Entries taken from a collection
◇ ◇ ◇ ◇ ◇ ◇ ◇

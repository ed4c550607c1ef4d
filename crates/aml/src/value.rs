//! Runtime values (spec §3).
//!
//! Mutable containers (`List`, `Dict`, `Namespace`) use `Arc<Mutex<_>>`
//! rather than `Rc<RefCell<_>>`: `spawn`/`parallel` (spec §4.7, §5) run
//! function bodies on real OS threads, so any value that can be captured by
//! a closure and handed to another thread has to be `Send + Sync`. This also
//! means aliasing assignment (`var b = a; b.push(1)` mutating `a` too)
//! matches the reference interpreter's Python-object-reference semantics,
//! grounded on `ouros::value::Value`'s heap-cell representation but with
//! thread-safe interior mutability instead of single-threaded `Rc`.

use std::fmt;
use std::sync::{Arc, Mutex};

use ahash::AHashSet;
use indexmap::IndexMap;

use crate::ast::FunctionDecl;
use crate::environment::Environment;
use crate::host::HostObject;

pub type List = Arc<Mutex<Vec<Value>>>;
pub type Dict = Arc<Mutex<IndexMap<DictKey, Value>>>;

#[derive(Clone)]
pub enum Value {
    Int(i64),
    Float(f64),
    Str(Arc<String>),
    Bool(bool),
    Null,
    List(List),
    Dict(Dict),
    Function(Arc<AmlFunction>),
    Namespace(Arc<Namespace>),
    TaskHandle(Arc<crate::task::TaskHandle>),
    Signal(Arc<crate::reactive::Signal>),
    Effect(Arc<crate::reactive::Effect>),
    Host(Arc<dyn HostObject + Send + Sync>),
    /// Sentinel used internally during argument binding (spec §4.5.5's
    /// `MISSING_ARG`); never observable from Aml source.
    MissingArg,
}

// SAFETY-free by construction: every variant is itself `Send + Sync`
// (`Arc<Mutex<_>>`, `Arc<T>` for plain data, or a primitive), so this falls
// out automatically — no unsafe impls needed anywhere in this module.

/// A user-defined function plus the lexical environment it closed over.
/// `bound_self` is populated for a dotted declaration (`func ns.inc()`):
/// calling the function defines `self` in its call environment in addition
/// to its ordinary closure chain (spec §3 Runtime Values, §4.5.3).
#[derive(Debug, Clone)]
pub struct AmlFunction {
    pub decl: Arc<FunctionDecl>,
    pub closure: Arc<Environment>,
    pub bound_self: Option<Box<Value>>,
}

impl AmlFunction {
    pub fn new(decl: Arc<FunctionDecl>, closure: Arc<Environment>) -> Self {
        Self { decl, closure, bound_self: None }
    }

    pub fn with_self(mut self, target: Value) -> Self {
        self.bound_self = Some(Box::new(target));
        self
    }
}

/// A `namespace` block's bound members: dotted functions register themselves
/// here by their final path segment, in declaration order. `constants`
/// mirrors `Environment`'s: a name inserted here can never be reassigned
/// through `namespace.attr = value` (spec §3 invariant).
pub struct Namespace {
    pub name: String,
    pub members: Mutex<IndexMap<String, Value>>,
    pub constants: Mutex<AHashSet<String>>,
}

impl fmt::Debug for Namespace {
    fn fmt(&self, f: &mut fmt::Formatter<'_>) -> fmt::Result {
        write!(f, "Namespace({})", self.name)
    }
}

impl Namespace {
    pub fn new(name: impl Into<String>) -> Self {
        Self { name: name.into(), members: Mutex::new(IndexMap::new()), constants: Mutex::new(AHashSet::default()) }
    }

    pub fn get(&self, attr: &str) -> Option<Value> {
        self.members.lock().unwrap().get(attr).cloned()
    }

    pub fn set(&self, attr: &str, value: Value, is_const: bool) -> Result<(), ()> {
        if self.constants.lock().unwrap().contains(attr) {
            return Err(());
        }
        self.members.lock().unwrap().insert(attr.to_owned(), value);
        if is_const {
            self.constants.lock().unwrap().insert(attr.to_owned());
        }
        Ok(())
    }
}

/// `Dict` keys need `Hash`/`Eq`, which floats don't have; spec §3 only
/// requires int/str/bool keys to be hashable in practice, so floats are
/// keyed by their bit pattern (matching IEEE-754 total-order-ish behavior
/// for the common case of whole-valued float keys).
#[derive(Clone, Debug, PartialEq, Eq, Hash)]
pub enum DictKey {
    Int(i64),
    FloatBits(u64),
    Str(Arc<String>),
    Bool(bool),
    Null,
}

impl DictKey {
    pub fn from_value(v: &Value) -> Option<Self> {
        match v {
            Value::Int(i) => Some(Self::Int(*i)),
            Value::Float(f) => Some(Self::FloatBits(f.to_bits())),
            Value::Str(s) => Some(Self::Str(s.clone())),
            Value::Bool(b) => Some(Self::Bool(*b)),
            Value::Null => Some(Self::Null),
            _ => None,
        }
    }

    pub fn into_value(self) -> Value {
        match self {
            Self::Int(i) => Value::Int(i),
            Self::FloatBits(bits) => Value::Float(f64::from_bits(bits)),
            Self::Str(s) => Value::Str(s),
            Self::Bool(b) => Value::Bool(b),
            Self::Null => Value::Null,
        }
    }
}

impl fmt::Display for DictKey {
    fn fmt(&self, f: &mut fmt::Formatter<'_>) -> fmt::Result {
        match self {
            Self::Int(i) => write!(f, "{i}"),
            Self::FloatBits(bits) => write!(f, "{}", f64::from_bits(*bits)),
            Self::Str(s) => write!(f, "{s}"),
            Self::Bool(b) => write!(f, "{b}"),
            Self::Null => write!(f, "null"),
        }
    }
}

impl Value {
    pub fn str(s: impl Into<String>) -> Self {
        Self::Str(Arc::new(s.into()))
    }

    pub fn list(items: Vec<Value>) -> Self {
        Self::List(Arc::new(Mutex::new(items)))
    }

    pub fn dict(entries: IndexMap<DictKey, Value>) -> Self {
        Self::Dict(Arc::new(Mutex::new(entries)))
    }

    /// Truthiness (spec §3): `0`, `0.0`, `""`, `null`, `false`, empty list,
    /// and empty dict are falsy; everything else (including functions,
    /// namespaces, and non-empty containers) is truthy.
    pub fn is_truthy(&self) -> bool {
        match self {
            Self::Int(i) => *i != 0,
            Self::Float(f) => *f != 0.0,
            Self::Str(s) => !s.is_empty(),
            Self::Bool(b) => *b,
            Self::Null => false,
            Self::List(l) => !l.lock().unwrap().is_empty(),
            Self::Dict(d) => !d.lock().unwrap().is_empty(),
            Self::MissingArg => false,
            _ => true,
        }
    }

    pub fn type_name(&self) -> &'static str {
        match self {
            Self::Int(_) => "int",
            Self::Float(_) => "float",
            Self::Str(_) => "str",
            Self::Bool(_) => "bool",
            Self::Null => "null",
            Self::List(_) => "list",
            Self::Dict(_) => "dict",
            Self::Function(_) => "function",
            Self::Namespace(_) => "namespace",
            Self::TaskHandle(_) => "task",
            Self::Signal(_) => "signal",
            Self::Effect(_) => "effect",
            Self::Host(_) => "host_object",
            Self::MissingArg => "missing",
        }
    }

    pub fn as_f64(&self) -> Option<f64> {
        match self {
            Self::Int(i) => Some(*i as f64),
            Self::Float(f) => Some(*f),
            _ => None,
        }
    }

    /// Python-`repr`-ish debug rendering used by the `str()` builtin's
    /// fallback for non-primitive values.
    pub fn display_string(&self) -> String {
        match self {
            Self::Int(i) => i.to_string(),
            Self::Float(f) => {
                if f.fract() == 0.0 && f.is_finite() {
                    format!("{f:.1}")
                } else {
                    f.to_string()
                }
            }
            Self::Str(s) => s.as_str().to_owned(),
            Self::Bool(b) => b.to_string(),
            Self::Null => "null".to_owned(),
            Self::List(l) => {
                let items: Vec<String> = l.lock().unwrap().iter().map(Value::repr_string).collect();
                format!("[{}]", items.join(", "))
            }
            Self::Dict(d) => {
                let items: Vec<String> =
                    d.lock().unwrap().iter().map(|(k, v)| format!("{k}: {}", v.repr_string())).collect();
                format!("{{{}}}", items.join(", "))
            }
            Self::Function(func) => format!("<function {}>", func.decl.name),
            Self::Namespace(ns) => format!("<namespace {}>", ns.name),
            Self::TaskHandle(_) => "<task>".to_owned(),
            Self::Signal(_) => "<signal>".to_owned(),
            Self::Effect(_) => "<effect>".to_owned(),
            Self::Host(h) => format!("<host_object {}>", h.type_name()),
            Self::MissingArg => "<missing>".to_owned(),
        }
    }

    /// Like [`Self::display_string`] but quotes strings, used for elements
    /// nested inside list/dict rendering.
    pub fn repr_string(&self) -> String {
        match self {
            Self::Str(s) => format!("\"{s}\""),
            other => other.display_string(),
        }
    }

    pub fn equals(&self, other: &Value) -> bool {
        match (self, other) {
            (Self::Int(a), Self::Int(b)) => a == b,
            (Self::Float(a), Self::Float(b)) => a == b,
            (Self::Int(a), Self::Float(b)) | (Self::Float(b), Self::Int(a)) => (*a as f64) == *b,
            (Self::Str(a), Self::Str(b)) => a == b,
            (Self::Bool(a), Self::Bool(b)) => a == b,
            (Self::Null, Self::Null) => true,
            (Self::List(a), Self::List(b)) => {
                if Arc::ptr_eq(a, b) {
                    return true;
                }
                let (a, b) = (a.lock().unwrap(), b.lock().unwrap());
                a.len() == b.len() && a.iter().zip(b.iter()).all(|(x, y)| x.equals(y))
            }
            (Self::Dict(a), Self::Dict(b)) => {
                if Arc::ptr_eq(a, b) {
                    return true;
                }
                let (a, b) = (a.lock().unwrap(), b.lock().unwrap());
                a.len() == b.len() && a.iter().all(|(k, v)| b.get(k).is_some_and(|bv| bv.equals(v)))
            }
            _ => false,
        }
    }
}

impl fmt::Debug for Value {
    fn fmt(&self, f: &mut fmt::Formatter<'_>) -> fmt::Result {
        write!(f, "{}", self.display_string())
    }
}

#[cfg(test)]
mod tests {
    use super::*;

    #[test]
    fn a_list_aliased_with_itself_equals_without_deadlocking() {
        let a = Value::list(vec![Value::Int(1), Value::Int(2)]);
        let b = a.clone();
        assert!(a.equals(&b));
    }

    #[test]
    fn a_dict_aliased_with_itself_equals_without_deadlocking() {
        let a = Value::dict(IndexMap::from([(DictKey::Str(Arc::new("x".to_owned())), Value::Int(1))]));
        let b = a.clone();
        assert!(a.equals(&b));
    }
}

◇ ◇ ◇ ◇ ◇ ◇ ◇

• **EXERCISE AIM**
Within the data, how many lines hold the word "Signal"? State the number alone.

• **OUTPUT OF THE EXERCISE**
3